O valor da letra “y”

Há quem afirme que os espanhóis tendem a ser muito extremistas e passionais: ou branco ou negro; ou corpo ou alma; ou centralistas ou separatistas; ou santos ou anticlericais; ou revolucionários ou conservadores…  Acho que em parte tem razão. Mas somos muitos mais os que sentimos uma secreta paixão pela conjunção disjuntiva “ou”, mais que pela copulativa “e”: ou Deus ou o homem; ou tradição ou modernidade; ou vermelhos ou azuis; ou madridistas ou culés; ou dentro ou fora; ou norte ou sul; ou todos ou ninguém; …

Em todos nós bate a inclinação a ser dualistas, a dividir o mundo em duas metades irreconciliáveis. Isto faz-nos muito duros e críticos com os outros… e com nós mesmos! Porque, olhando para dentro, perguntamo-nos: Santos ou pecadores? Qual é a coisa mais profunda em nós: a bondade ou o egoísmo?

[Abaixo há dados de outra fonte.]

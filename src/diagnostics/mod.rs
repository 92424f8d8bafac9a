//! Failure diagnostics.
//!
//! Every failed API or topology call prints a one-line console diagnostic
//! and appends a JSONL record to `~/.bribemap/diagnostics.jsonl`. The log is
//! summarized by `bribemap diagnostics`.

pub mod logger;
pub mod reporter;

pub use logger::{Diagnostics, FailureEntry};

Porque habita em nós um conflito. Dentro de cada um convive um santo que se dirige para a excelência, e também um outro que se precipita por caminhos envenenados. Cativa a sinceridade Henri Nouwen quando descrevia este conflito na sua própria vida: “Quero ser um grande santo -confessou uma vez- mas resisto a privar-me de todas as sensações que experimentam os pecadores“. Esta tensão bipolar põe-nos contra as cordas nas opções morais: Queremos o bom, mas, também e ao mesmo tempo, muitas coisas censuráveis. Seja o que for que se faça, cada escolha supõe uma custosa renúncia. Então, qual é a nossa verdadeira personalidade? O que realmente somos, santos com um grande coração, ou mesquinhos e rancorosos? Ao que parece, somos ambos santos e pecadores, porque a bondade e o orgulho correm por nós.

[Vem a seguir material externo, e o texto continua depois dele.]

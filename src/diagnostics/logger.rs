use std::fs::{self, OpenOptions, create_dir_all};
use std::io::{BufRead, BufReader, Write};
use std::path::{Path, PathBuf};

use anyhow::Result;
use chrono::Utc;
use colored::Colorize;
use serde::{Deserialize, Serialize};

use crate::api::ApiError;
use crate::config;
use crate::config::schema::LoggingConfig;

// ---------------------------------------------------------------------------
// Failure entry (JSONL)
// ---------------------------------------------------------------------------

/// One line in the diagnostics log (`~/.bribemap/diagnostics.jsonl`).
///
/// Each entry records a failed backend or topology call. Read back by the
/// reporter for `bribemap diagnostics`.
#[derive(Debug, Clone, PartialEq, Serialize, Deserialize)]
pub struct FailureEntry {
    pub timestamp: String,
    /// Client operation name, e.g. `"summary_stats"`.
    pub operation: String,
    /// Endpoint path template or URL.
    pub endpoint: String,
    /// `network`, `server`, `validation`, `parse` or `invalid-input`.
    pub kind: String,
    #[serde(skip_serializing_if = "Option::is_none", default)]
    pub status: Option<u16>,
    pub message: String,
}

impl FailureEntry {
    pub fn new(operation: &str, endpoint: &str, err: &ApiError) -> Self {
        Self {
            timestamp: Utc::now().to_rfc3339(),
            operation: operation.to_string(),
            endpoint: endpoint.to_string(),
            kind: err.kind().to_string(),
            status: err.status(),
            message: err.to_string(),
        }
    }
}

// ---------------------------------------------------------------------------
// Recorder
// ---------------------------------------------------------------------------

/// Where failures go: a stderr line, a JSONL file, both or neither.
///
/// Best-effort: a failure to write the log never surfaces to the caller.
#[derive(Debug, Clone, Default)]
pub struct Diagnostics {
    console: bool,
    path: Option<PathBuf>,
}

impl Diagnostics {
    /// Record nothing.
    pub fn disabled() -> Self {
        Self::default()
    }

    pub fn new(console: bool, path: Option<PathBuf>) -> Self {
        Self { console, path }
    }

    /// Build from the resolved `[logging]` section.
    pub fn from_config(config: &LoggingConfig) -> Self {
        let path = if config.enabled {
            config::expand_home(&config.path)
        } else {
            None
        };
        Self::new(config.console, path)
    }

    pub fn log_path(&self) -> Option<&Path> {
        self.path.as_deref()
    }

    /// Record a failed call.
    pub fn record(&self, operation: &str, endpoint: &str, err: &ApiError) {
        if self.console {
            eprintln!(
                "{} {} {}",
                "bribemap:".red().bold(),
                operation.bold(),
                err.to_string().dimmed()
            );
        }

        if let Some(path) = &self.path {
            let entry = FailureEntry::new(operation, endpoint, err);
            let _ = append_entry(path, &entry);
        }
    }
}

// ---------------------------------------------------------------------------
// Reading entries
// ---------------------------------------------------------------------------

/// Read all entries from a diagnostics log.
///
/// Silently skips malformed lines. Returns an empty vec if the file does not
/// exist or cannot be read.
pub fn read_all_entries(path: &Path) -> Vec<FailureEntry> {
    let Ok(file) = fs::File::open(path) else {
        return Vec::new();
    };

    BufReader::new(file)
        .lines()
        .map_while(Result::ok)
        .filter_map(|line| serde_json::from_str::<FailureEntry>(&line).ok())
        .collect()
}

/// Read entries from the last `days` days; all entries when `None`.
pub fn read_entries_since_days(path: &Path, days: Option<u32>) -> Vec<FailureEntry> {
    let entries = read_all_entries(path);

    let Some(days) = days else {
        return entries;
    };

    let cutoff = Utc::now() - chrono::Duration::days(i64::from(days));
    entries
        .into_iter()
        .filter(|e| {
            chrono::DateTime::parse_from_rfc3339(&e.timestamp)
                .map(|ts| ts >= cutoff)
                .unwrap_or(false)
        })
        .collect()
}

// ---------------------------------------------------------------------------
// File I/O
// ---------------------------------------------------------------------------

fn append_entry(path: &Path, entry: &FailureEntry) -> Result<()> {
    if let Some(parent) = path.parent() {
        create_dir_all(parent)?;
    }

    let mut file = OpenOptions::new().create(true).append(true).open(path)?;
    let json = serde_json::to_string(entry)?;
    writeln!(file, "{json}")?;

    Ok(())
}

/// Delete the log, returning how many entries it held.
///
/// A missing log counts as already clear.
pub fn clear_log(path: &Path) -> Result<usize> {
    if !path.exists() {
        return Ok(0);
    }
    let removed = read_all_entries(path).len();
    fs::remove_file(path)?;
    Ok(removed)
}

#[cfg(test)]
mod tests {
    use super::*;

    fn temp_log(name: &str) -> PathBuf {
        let dir = std::env::temp_dir().join(format!(
            "bribemap-diag-{}-{}",
            name,
            std::process::id()
        ));
        let _ = fs::remove_dir_all(&dir);
        dir.join("diagnostics.jsonl")
    }

    #[test]
    fn record_appends_jsonl_lines() {
        let path = temp_log("append");
        let diagnostics = Diagnostics::new(false, Some(path.clone()));

        diagnostics.record(
            "heatmap",
            "/v1/stats/heatmap",
            &ApiError::Network {
                message: "connection refused".to_string(),
            },
        );
        diagnostics.record(
            "create_report",
            "/v1/reports",
            &ApiError::from_response(400, r#"{"error":"bad","details":[]}"#),
        );

        let entries = read_all_entries(&path);
        assert_eq!(entries.len(), 2);
        assert_eq!(entries[0].kind, "network");
        assert_eq!(entries[1].status, Some(400));
        assert_eq!(entries[1].operation, "create_report");

        let _ = fs::remove_dir_all(path.parent().unwrap());
    }

    #[test]
    fn missing_log_reads_empty() {
        let path = temp_log("missing");
        assert!(read_all_entries(&path).is_empty());
        assert!(read_entries_since_days(&path, Some(1)).is_empty());
    }

    #[test]
    fn disabled_logging_has_no_path() {
        let config = LoggingConfig {
            enabled: false,
            ..LoggingConfig::default()
        };
        assert!(Diagnostics::from_config(&config).log_path().is_none());
    }

    #[test]
    fn clear_removes_log_and_counts_entries() {
        let path = temp_log("clear");
        let diagnostics = Diagnostics::new(false, Some(path.clone()));
        let err = ApiError::Parse {
            message: "expected value".to_string(),
        };
        diagnostics.record("summary_stats", "/v1/stats/summary", &err);
        diagnostics.record("heatmap", "/v1/stats/heatmap", &err);

        assert_eq!(clear_log(&path).unwrap(), 2);
        assert!(!path.exists());
        assert!(read_all_entries(&path).is_empty());
        assert_eq!(clear_log(&path).unwrap(), 0);

        diagnostics.record("heatmap", "/v1/stats/heatmap", &err);
        assert_eq!(read_all_entries(&path).len(), 1);

        let _ = fs::remove_dir_all(path.parent().unwrap());
    }
}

O desafio é integrar os dois polos, encontrar fórmulas imaginativas que superem o dualismo e nos permitam aproveitar o melhor de cada parte em unidades superiores. Às vezes, o nosso catolicismo pétreo não nos ajuda muito a caminhar nesta direção, a menos que o oxigenemos com uma espiritualidade mais pneumatológica; ou seja, mais aberta à ação do Espírito Santo, que é o único que garante a unidade na diversidade; que une passado, presente e futuro; que reparte dons diversos para a construção do único edifício ou para o funcionamento do mesmo corpo. É necessária uma profunda espiritualidade para viver estes contrastes da vida não como antinomias excludentes, mas como harmónicos de uma só realidade. Sem atitudes de abertura e elasticidade, é impossível abordar os muitos conflitos pessoais ou sociais no nosso mundo pluralista. Pensar em unidades homogéneas (mono-linguísticas, mono-religiosas, mono-culturais, mono-raciais etc.) vai contra essa biodiversidade que o Espírito Santo cria para que todos possamos amadurecer num ecossistema complexo e enriquecedor. É hora, pois, de manejar mais os “e” que nos unem que os “ou” que nos distanciam e enfrentam.